Saved data entries
________________________________________
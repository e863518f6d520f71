//! Strictly positive payment amount.

use serde::{Deserialize, Serialize};
use std::fmt;

use crate::error::DomainError;

/// A payment amount, always strictly greater than zero.
///
/// The value is an opaque decimal as far as this service is concerned:
/// no currency, no rounding, no arithmetic.
#[derive(Debug, Clone, Copy, PartialEq, PartialOrd, Serialize, Deserialize)]
#[serde(try_from = "f64", into = "f64")]
pub struct Amount(f64);

impl Amount {
    /// Creates a new Amount, rejecting zero, negative and NaN values.
    pub fn new(value: f64) -> Result<Self, DomainError> {
        // `!(x > 0)` also catches NaN
        if !(value > 0.0) || !value.is_finite() {
            return Err(DomainError::NonPositiveAmount);
        }
        Ok(Self(value))
    }

    /// Returns the raw value.
    pub fn value(&self) -> f64 {
        self.0
    }
}

impl TryFrom<f64> for Amount {
    type Error = DomainError;

    fn try_from(value: f64) -> Result<Self, Self::Error> {
        Amount::new(value)
    }
}

impl From<Amount> for f64 {
    fn from(amount: Amount) -> Self {
        amount.0
    }
}

impl fmt::Display for Amount {
    fn fmt(&self, f: &mut fmt::Formatter<'_>) -> fmt::Result {
        write!(f, "{}", self.0)
    }
}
________________________________________
**WORK INSTRUCTIONS**
Where the word "Deserialize" occurs in a line of the records, copy that line.

**THE ANSWER**
use serde::{Deserialize, Serialize};
#[derive(Debug, Clone, Copy, PartialEq, PartialOrd, Serialize, Deserialize)]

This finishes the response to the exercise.